The Mad and Bub proteins are essential in vertebrates: in their absence every mitosis is too short and massive chromosome segregation errors occur, leading to apoptosis. Abnormal expression, or mutation, of Mad and Bub proteins can give rise to aneuploidy and are implicated in cancer progression.
We now focus on the fungal pathogen Cryptococcus neoformans in our studies of mitosis and spindle checkpoint mechanism. Amongst other exciting projects, we currently work on:
a) structure-function analysis of the Mad and Bub proteins in Cryptococcus.
b) identification of the key substrates of the Mps1, Bub1, Polo and Aurora kinases.

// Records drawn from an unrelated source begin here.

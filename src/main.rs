use std::{path::PathBuf, process::ExitCode};

use clap::Parser;
use itertools::Itertools;
use tracing::error;
use wackyweather::{
    app::{self, AppConfig, OutputType, DEFAULT_CONFIG_PATH},
    weather_client,
};

#[derive(Parser, Debug)]
#[command(version, about, long_about = None)]
struct Config {
    /// The city to look up. Several words are joined with spaces.
    #[arg(required = true)]
    pub city: Vec<String>,

    /// The type of output to display the forecast.
    #[arg(short, long)]
    pub output: Option<OutputType>,

    /// Path of the TOML configuration file.
    #[arg(short, long)]
    pub config: Option<PathBuf>,

    /// Only accept cities in this country (ISO 3166-1 alpha-2 code).
    #[arg(long, conflicts_with = "any_country")]
    pub country: Option<String>,

    /// Accept the first matching city in any country.
    #[arg(long)]
    pub any_country: bool,

    /// Use the hourly forecast instead of the twice-daily one.
    #[arg(long)]
    pub hourly: bool,

    /// Number of periods shown by the table and JSON outputs.
    #[arg(short, long)]
    pub periods: Option<usize>,

    /// Log level (error, warn, info, debug, trace).
    #[arg(short, long)]
    pub level: Option<String>,
}

#[tokio::main]
async fn main() -> ExitCode {
    let cli_config = Config::parse();

    let loaded = match &cli_config.config {
        Some(path) => AppConfig::load(path, true),
        None => AppConfig::load(DEFAULT_CONFIG_PATH, false),
    };
    let mut app_config = match loaded {
        Ok(config) => config,
        Err(e) => {
            eprintln!("Error: {e:#}");
            return ExitCode::FAILURE;
        }
    };

    if let Some(level) = cli_config.level {
        app_config.set_level(level);
    }
    app::init_tracing(app_config.tracing_level());

    if let Some(output) = cli_config.output {
        app_config.set_output(output);
    }
    if let Some(periods) = cli_config.periods {
        app_config.set_periods(periods);
    }
    if cli_config.any_country {
        app_config.client_mut().set_country_code(None);
    } else if let Some(country) = cli_config.country {
        app_config.client_mut().set_country_code(Some(country));
    }

    let city = cli_config
        .city
        .iter()
        .map(String::as_str)
        .map(str::trim)
        .filter(|word| !word.is_empty())
        .join(" ");
    let output = app_config.output();
    let periods = app_config.periods();

    let client = match weather_client::Client::new(app_config.into_client()) {
        Ok(client) => client,
        Err(e) => {
            error!("failed to create the HTTP client: {}", e);
            return ExitCode::FAILURE;
        }
    };

    match app::fetch_report(&client, &city, cli_config.hourly).await {
        Ok(report) => {
            println!("{}", app::format_report(&report, output, periods));
            ExitCode::SUCCESS
        }
        Err(e) => {
            error!("{}", e);
            ExitCode::FAILURE
        }
    }
}
//! Static fixture records served by the read-only dashboard endpoints.

use serde::{Deserialize, Serialize};

#[derive(Debug, Clone, PartialEq, Serialize, Deserialize)]
pub struct AgencyDashboard {
    pub suspensions: u32,
    pub tickets_resolved_pct: u32,
    pub clv_usd: u64,
    pub roas: f64,
    pub campaigns_active: u32,
    pub summary: String,
}

#[derive(Debug, Clone, PartialEq, Serialize, Deserialize)]
pub struct Athlete {
    pub id: String,
    pub name: String,
    pub sport: String,
    pub monthly_rate: u64,
    pub predicted_ctr: f64,
}

#[derive(Debug, Clone, PartialEq, Serialize, Deserialize)]
pub struct AthleteRoster {
    pub athletes: Vec<Athlete>,
    pub summary: String,
}

#[derive(Debug, Clone, PartialEq, Serialize, Deserialize)]
pub struct AssetRegistry {
    pub total_assets: u64,
    pub enterprise_value: u64,
    pub defi_collateral: u64,
    pub hca_tokens: u64,
    pub summary: String,
}

#[derive(Debug, Clone, PartialEq, Serialize, Deserialize)]
pub struct CampaignSummary {
    pub active: u32,
    pub budget_usd: u64,
    pub roas: f64,
    pub platforms: Vec<String>,
    pub summary: String,
}

/// Read-only fixture providers, keyed by endpoint name
#[derive(Debug, Clone, Copy, PartialEq, Eq, Hash, Serialize, Deserialize)]
#[serde(rename_all = "snake_case")]
pub enum Fixture {
    Agency,
    Athletes,
    Hca,
    Campaigns,
}

/// Any one fixture record
#[derive(Debug, Clone, PartialEq, Serialize)]
#[serde(untagged)]
pub enum FixtureRecord {
    Agency(AgencyDashboard),
    Athletes(AthleteRoster),
    Hca(AssetRegistry),
    Campaigns(CampaignSummary),
}

impl Fixture {
    pub const ALL: [Fixture; 4] = [Self::Agency, Self::Athletes, Self::Hca, Self::Campaigns];

    pub fn as_str(&self) -> &'static str {
        match self {
            Self::Agency => "agency",
            Self::Athletes => "athletes",
            Self::Hca => "hca",
            Self::Campaigns => "campaigns",
        }
    }

    pub fn from_str(s: &str) -> Option<Self> {
        Self::ALL.into_iter().find(|f| f.as_str() == s)
    }

    pub fn record(&self) -> FixtureRecord {
        match self {
            Self::Agency => FixtureRecord::Agency(agency_dashboard()),
            Self::Athletes => FixtureRecord::Athletes(athlete_roster()),
            Self::Hca => FixtureRecord::Hca(asset_registry()),
            Self::Campaigns => FixtureRecord::Campaigns(campaign_summary()),
        }
    }
}

impl std::fmt::Display for Fixture {
    fn fmt(&self, f: &mut std::fmt::Formatter<'_>) -> std::fmt::Result {
        write!(f, "{}", self.as_str())
    }
}

pub fn agency_dashboard() -> AgencyDashboard {
    AgencyDashboard {
        suspensions: 0,
        tickets_resolved_pct: 95,
        clv_usd: 47_000,
        roas: 4.2,
        campaigns_active: 23,
        summary: "Agency: 4.2x ROAS, 0 suspensions, 95% tickets auto-resolved.".to_string(),
    }
}

pub fn athlete_roster() -> AthleteRoster {
    AthleteRoster {
        athletes: vec![
            Athlete {
                id: "ath-1".to_string(),
                name: "Sarah Swift".to_string(),
                sport: "Track".to_string(),
                monthly_rate: 2_500,
                predicted_ctr: 0.023,
            },
            Athlete {
                id: "ath-2".to_string(),
                name: "Mike Thunder".to_string(),
                sport: "Basketball".to_string(),
                monthly_rate: 4_500,
                predicted_ctr: 0.031,
            },
        ],
        summary: "Athlete hub: 2 featured talents with live CTR predictions.".to_string(),
    }
}

pub fn asset_registry() -> AssetRegistry {
    AssetRegistry {
        total_assets: 5_600_000,
        enterprise_value: 49_300_000,
        defi_collateral: 25_600_000,
        hca_tokens: 430_000,
        summary: "HCA Registry: 5.6M assets, $49.3M enterprise value, $25.6M DeFi collateral."
            .to_string(),
    }
}

pub fn campaign_summary() -> CampaignSummary {
    CampaignSummary {
        active: 12,
        budget_usd: 284_000,
        roas: 3.8,
        platforms: ["Google", "Meta", "TikTok", "Reddit"]
            .iter()
            .map(|p| p.to_string())
            .collect(),
        summary: "12 active campaigns, $284K budget, 3.8x blended ROAS.".to_string(),
    }
}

c) identification and analysis of checkpoint silencing mechanisms. How does protein phosphatase (PP1 and PP2A) activity aid anaphase onset once the checkpoint is satisfied?
d) further developing synthetic biology approaches to induce and regulate artificial checkpoint arrest in Cryptococcal cells. See:
Generation of a Spindle Checkpoint Arrest from Synthetic Signaling Assemblies
e) analysing ploidy control and aneuploidy in Cryptococcus neoformans. Studying the consequences of prolonged mitotic arrest in this fungal pathogen.